A Kestrel with Ultegra for $2K. Is that sweet or what? 'Course I don't know much about Kestrels because they've always been out of my price range. Maybe they're just junk.

Edited to add: http://www.bikesdirect.com/products/kestrel/images/rt_7_frame_fork/


----------



## Lifelover (Jul 8, 2004)

I'm not planning on buying one but if all the BD supporters (or is it "fanboy cheerleaders") want to put they money together and get me a 57 I certainly would ride it and give it an honest review.


For that matter I would do that with any of the BD bikes.:thumbsup: I'm in need of a FS MTB by the way.


----------



## covenant (May 21, 2002)

Love the frame.....of course it's not the usual BD fare...maybe that's why.
But no money for another bike this year...alas.


----------



## Coolhand (Jul 28, 2002)

Dang that's pretty sweet looking!

:thumbsup:


----------



## midlife_xs's (Jun 18, 2004)

Oversane said:


> A Kestrel with Ultegra for $2K. Is that sweet or what? 'Course I don't know much about Kestrels because they've always been out of my price range. Maybe they're just junk.


I had one of the earliest Kestrels, a SCI 200 way back '91. Monocoque Carbon Fiber frames were a novelty then. It has a nice/silent ride muffling everything before it passes to the rider, but I missed the springy/lively ride of a steel frame. My son borrowed it for a race, went down and the right brake lever and rear derailleur were bruised but the frame came out unscathed. He liked it so much he bought his own 2.8 EMS. After a season of racing, (crash included) he sent it back to Kestrel for refurbishing. When it came back it looked brand new.

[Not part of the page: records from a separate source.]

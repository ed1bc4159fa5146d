//! Request DTOs for the upload endpoint.

use std::collections::HashMap;

use validator::Validate;

use super::validation::{safe_mod_id, single_line_text};
use crate::file::{UploadRequest, MAX_ID_LENGTH};
use crate::web::error::ApiError;

/// Maximum title length (in characters).
pub const MAX_TITLE_LENGTH: usize = 200;

/// Maximum version length (in characters).
pub const MAX_VERSION_LENGTH: usize = 64;

// `validator`'s `length` attribute takes `u64` bounds.
const MAX_ID_LENGTH_U64: u64 = MAX_ID_LENGTH as u64;
const MAX_TITLE_LENGTH_U64: u64 = MAX_TITLE_LENGTH as u64;
const MAX_VERSION_LENGTH_U64: u64 = MAX_VERSION_LENGTH as u64;

/// Multipart fields collected from an upload request.
///
/// Every field is optional until [`UploadFields::into_form`] checks presence.
#[derive(Debug, Default)]
pub struct UploadFields {
    pub id: Option<String>,
    pub title: Option<String>,
    pub version: Option<String>,
    pub thumbnail: Option<Vec<u8>>,
    pub file: Option<Vec<u8>>,
}

impl UploadFields {
    /// Names of the multipart fields read from text parts.
    pub const TEXT_FIELDS: [&'static str; 3] = ["id", "title", "version"];

    /// Store a text field by name. Unknown names are ignored.
    pub fn set_text(&mut self, name: &str, value: String) {
        match name {
            "id" => self.id = Some(value),
            "title" => self.title = Some(value),
            "version" => self.version = Some(value),
            _ => {}
        }
    }

    /// Check that every field was sent.
    ///
    /// Missing fields are reported together as a 400 with per-field details.
    pub fn into_form(self) -> Result<UploadForm, ApiError> {
        let mut missing: HashMap<String, Vec<String>> = HashMap::new();
        let mut require = |name: &str, present: bool| {
            if !present {
                missing.insert(name.to_string(), vec!["Field is required".to_string()]);
            }
        };
        require("id", self.id.is_some());
        require("title", self.title.is_some());
        require("version", self.version.is_some());
        require("thumbnail", self.thumbnail.is_some());
        require("file", self.file.is_some());

        match (self.id, self.title, self.version, self.thumbnail, self.file) {
            (Some(id), Some(title), Some(version), Some(thumbnail), Some(file)) => {
                Ok(UploadForm {
                    id,
                    title,
                    version,
                    thumbnail,
                    file,
                })
            }
            _ => Err(ApiError::invalid_fields(missing)),
        }
    }
}

/// A complete upload, ready for validation.
#[derive(Debug, Validate)]
pub struct UploadForm {
    #[validate(
        length(max = MAX_ID_LENGTH_U64, message = "Must be at most 128 characters"),
        custom(function = "safe_mod_id")
    )]
    pub id: String,
    #[validate(
        length(max = MAX_TITLE_LENGTH_U64, message = "Must be at most 200 characters"),
        custom(function = "single_line_text")
    )]
    pub title: String,
    #[validate(
        length(max = MAX_VERSION_LENGTH_U64, message = "Must be at most 64 characters"),
        custom(function = "single_line_text")
    )]
    pub version: String,
    pub thumbnail: Vec<u8>,
    pub file: Vec<u8>,
}

impl From<UploadForm> for UploadRequest {
    fn from(form: UploadForm) -> Self {
        UploadRequest::new(form.id, form.title, form.version, form.thumbnail, form.file)
    }
}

I also read just recently from another Kestrel owner that warranty is topnotched.


----------



## Lifelover (Jul 8, 2004)

covenant said:


> Love the frame.....of course it's not the usual BD fare...maybe that's why.
> But no money for another bike this year...alas.



I wonder if having your frame end up at BD is like an author having his book end up at the dollar store?


----------



## field3 (Nov 3, 2007)

*A little interested*

That bike looks pretty nice although I am interested in seeing they will pack either SRAM or Campi parts on it too...

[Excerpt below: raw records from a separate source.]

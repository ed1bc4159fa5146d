//! API handlers.

pub mod mods;

pub use mods::*;

use std::sync::Arc;

use crate::file::{FileStorage, ModService};
use crate::Database;

/// Application state shared across handlers.
///
/// Built once at startup and handed to the router; handlers never reach for
/// globals.
#[derive(Debug, Clone)]
pub struct AppState {
    /// Database handle (pool inside).
    pub db: Arc<Database>,
    /// File store for thumbnails and mod files.
    pub storage: FileStorage,
}

impl AppState {
    /// Create a new application state.
    pub fn new(db: Arc<Database>, storage: FileStorage) -> Self {
        Self { db, storage }
    }

    /// Service bound to this state's database and file store.
    pub fn service(&self) -> ModService<'_> {
        ModService::new(&self.db, &self.storage)
    }
}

Do you know when they will post onto BD?



Oversane said:


> I'm not in the market for a new bike mainly because I would never live to unpack it, (I'm married) but that Kestrel that BD is going to be selling is one sweet looking ride.
> 
> When I went out shopping in the summer of '06, the bike I liked the best was Giant carbon. The bike I rode was Giant's entry level with 105 and weighed over 20 lbs. It was priced at $1999.
> 
> ...


----------



## RC28 (May 9, 2002)

I just got my Pedal Force ZX3 from the Group Buy...thought I was done buying bikes this year. And then I was told about the BD Kestrel deal..arrggghh. I have to admit that the Kestrels were not on my list (more because of a lack of dealers nearby than anything else) but I am seriously considering getting the Evoke (I like the RT700 as well but the geometry of the Evoke fits me better). I figure by the time they show up I should have had enough time to buy parts for it.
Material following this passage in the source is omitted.